I couldn’t leave you alone. Even when I wanted to, I couldn’t. At first, it was stubbornness. I knew you needed help. I knew you needed friends, but you constantly pushed away those who tried. Everyone else eventually left you. Admittedly, even I thought about it, but someone told me that you cannot be won over so easily. That I need to be patient, but persistent. That I needed to show you I wasn’t just talk, that I could back my words up with action.
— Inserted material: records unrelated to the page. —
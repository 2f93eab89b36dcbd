//! Piece-by-piece copy of an object from peer source files.

use std::io::{self, SeekFrom};
use std::path::{Path, PathBuf};
use std::sync::Arc;
use std::sync::atomic::{AtomicBool, Ordering};
use std::time::Duration;

use artimirror_torrent_core::{TorrentError, TorrentMetadata, TorrentResult};
use tokio::fs::{self, File};
use tokio::io::{AsyncReadExt, AsyncSeekExt, AsyncWriteExt};
use tracing::debug;

pub(crate) struct Transfer<'a> {
    pub(crate) metadata: &'a TorrentMetadata,
    pub(crate) sources: Vec<PathBuf>,
    pub(crate) work_dir: &'a Path,
    pub(crate) target: &'a Path,
    pub(crate) running: Arc<AtomicBool>,
    pub(crate) piece_delay: Duration,
}

impl Transfer<'_> {
    pub(crate) async fn run(self) -> TorrentResult<()> {
        fs::create_dir_all(self.work_dir)
            .await
            .map_err(|err| TorrentError::io("fetch.work_dir", self.work_dir, err))?;
        let partial = PartialFile::new(
            self.work_dir
                .join(format!("{}.part", self.metadata.info_hash().to_hex())),
        );

        self.copy_pieces(partial.path()).await?;

        if let Some(parent) = self.target.parent() {
            fs::create_dir_all(parent)
                .await
                .map_err(|err| TorrentError::io("fetch.target_dir", parent, err))?;
        }
        if fs::rename(partial.path(), self.target).await.is_ok() {
            partial.placed();
        } else {
            fs::copy(partial.path(), self.target)
                .await
                .map_err(|err| TorrentError::io("fetch.place", self.target, err))?;
        }
        Ok(())
    }

    async fn copy_pieces(&self, partial: &Path) -> TorrentResult<()> {
        let mut output = File::create(partial)
            .await
            .map_err(|err| TorrentError::io("fetch.create_partial", partial, err))?;
        let mut handles: Vec<Option<File>> = self.sources.iter().map(|_| None).collect();

        for index in 0..self.metadata.piece_count() {
            if !self.running.load(Ordering::SeqCst) {
                return Err(TorrentError::Interrupted { operation: "fetch" });
            }
            let Some((offset, len)) = self.metadata.piece_span(index) else {
                return Err(TorrentError::Corrupt { piece: index });
            };
            let piece = self.verified_piece(&mut handles, index, offset, len).await?;
            output
                .write_all(&piece)
                .await
                .map_err(|err| TorrentError::io("fetch.write", partial, err))?;
            if !self.piece_delay.is_zero() {
                tokio::time::sleep(self.piece_delay).await;
            }
        }

        output
            .flush()
            .await
            .and(output.sync_all().await)
            .map_err(|err| TorrentError::io("fetch.sync", partial, err))
    }

    async fn verified_piece(
        &self,
        handles: &mut [Option<File>],
        index: usize,
        offset: u64,
        len: u64,
    ) -> TorrentResult<Vec<u8>> {
        let count = self.sources.len();
        for attempt in 0..count {
            let position = (index + attempt) % count;
            let source = &self.sources[position];
            match read_piece(&mut handles[position], source, offset, len).await {
                Ok(data) if self.metadata.verify_piece(index, &data) => return Ok(data),
                Ok(_) => debug!(piece = index, source = %source.display(), "piece failed verification"),
                Err(err) => {
                    debug!(piece = index, source = %source.display(), error = %err, "piece read failed");
                    handles[position] = None;
                }
            }
        }
        Err(TorrentError::Corrupt { piece: index })
    }
}

/// Partial download removed on drop unless it was moved into place, so a
/// fetch cancelled by dropping its future leaves nothing in the work dir.
struct PartialFile {
    path: PathBuf,
    placed: bool,
}

impl PartialFile {
    const fn new(path: PathBuf) -> Self {
        Self {
            path,
            placed: false,
        }
    }

    fn path(&self) -> &Path {
        &self.path
    }

    fn placed(mut self) {
        self.placed = true;
    }
}

impl Drop for PartialFile {
    fn drop(&mut self) {
        if self.placed {
            return;
        }
        if let Err(err) = std::fs::remove_file(&self.path)
            && err.kind() != io::ErrorKind::NotFound
        {
            debug!(partial = %self.path.display(), error = %err, "failed to remove partial download");
        }
    }
}

async fn read_piece(
    handle: &mut Option<File>,
    source: &Path,
    offset: u64,
    len: u64,
) -> io::Result<Vec<u8>> {
    if handle.is_none() {
        *handle = Some(File::open(source).await?);
    }
    let file = handle
        .as_mut()
        .ok_or_else(|| io::Error::other("source handle unavailable"))?;
    file.seek(SeekFrom::Start(offset)).await?;
    let len = usize::try_from(len).map_err(io::Error::other)?;
    let mut buffer = vec![0_u8; len];
    file.read_exact(&mut buffer).await?;
    Ok(buffer)
}
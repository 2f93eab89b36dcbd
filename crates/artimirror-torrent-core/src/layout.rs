//! On-disk layout shared by the producer and consumer paths.
//!
//! Metadata for an artifact at `<artifacts-dir>/<rel>` lives at
//! `<artifacts-dir>/.artimirror/torrents/<rel>.torrent`.

use std::path::{Component, Path, PathBuf};

/// Directory under an artifacts root reserved for mirror bookkeeping.
pub const METADATA_DIR_NAME: &str = ".artimirror";
/// Sub-directory of [`METADATA_DIR_NAME`] holding metadata files.
pub const TORRENTS_DIR_NAME: &str = "torrents";
/// Extension appended to a relative artifact path to name its metadata file.
pub const METADATA_EXTENSION: &str = "torrent";
/// Relative URL/path prefix of the metadata tree, `/`-separated.
pub const TORRENTS_PREFIX: &str = ".artimirror/torrents";

/// Metadata root for a build's artifacts directory.
#[must_use]
pub fn torrents_root(artifacts_dir: &Path) -> PathBuf {
    artifacts_dir.join(METADATA_DIR_NAME).join(TORRENTS_DIR_NAME)
}

/// Join a `/`-separated relative path onto `root`.
///
/// Returns `None` for empty paths and for paths with absolute, parent, or
/// current-directory components.
#[must_use]
pub fn join_relative(root: &Path, relative: &str) -> Option<PathBuf> {
    let mut joined = root.to_path_buf();
    let mut segments = 0_usize;
    for segment in relative.split('/') {
        if segment.is_empty() {
            continue;
        }
        let mut components = Path::new(segment).components();
        match (components.next(), components.next()) {
            (Some(Component::Normal(_)), None) => joined.push(segment),
            _ => return None,
        }
        segments += 1;
    }
    (segments > 0).then_some(joined)
}

/// Metadata file path for a relative artifact path under `torrents_root`.
#[must_use]
pub fn metadata_path(torrents_root: &Path, relative: &str) -> Option<PathBuf> {
    let trimmed = relative.trim_matches('/');
    join_relative(torrents_root, &format!("{trimmed}.{METADATA_EXTENSION}"))
}

/// `/`-separated path of `path` relative to `root`, if it lies beneath it.
#[must_use]
pub fn relative_string(root: &Path, path: &Path) -> Option<String> {
    let relative = path.strip_prefix(root).ok()?;
    let mut parts = Vec::new();
    for component in relative.components() {
        match component {
            Component::Normal(part) => parts.push(part.to_str()?.to_string()),
            _ => return None,
        }
    }
    (!parts.is_empty()).then(|| parts.join("/"))
}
So it surprised me that in this process, you won me. I never expected you to be the gentle person that you are deep inside. You are so rough with your words, your actions, your demeanor. I was surprised the first time you showed concern for me. When everyone else saw me as my cheerful self, you saw right through me and asked me, with your eyes piercing into mine, if I was okay.

I was not, but no one else knew that. No one else picked up on my mood shift. No one has ever been able to tell. But you did. Somehow, you did. 

Despite all my talk about how you need to let yourself depend on other people, you’ve picked up on my hypocrisy. I have so many friends who care for me and look out for me. I have so many people who I care about and who I would look out for. I have all these bonds that are so precious to me, but even so, I find it hard to allow myself to rely on others. I am so subtle with this, and people oftentimes cannot tell because I do not push people away, that it has become second nature to me. I simply keep them at a distance. Somehow, you’ve picked up on this. And without even realizing you were doing it, you were trying to help me the way I help you.

You let me be selfish. You never complain when I want something outrageous. You go with the flow and follow me at my pace. You don’t judge me for the random, childish things I ask of you. And you fulfill them. When I ask you to do something for me, you do it. Sometimes with a lot of reluctance, but in the end, you always do it. And I can tell, it’s because you care about me. 

You wonder how I can fall for someone like you. My answer is, how can I not?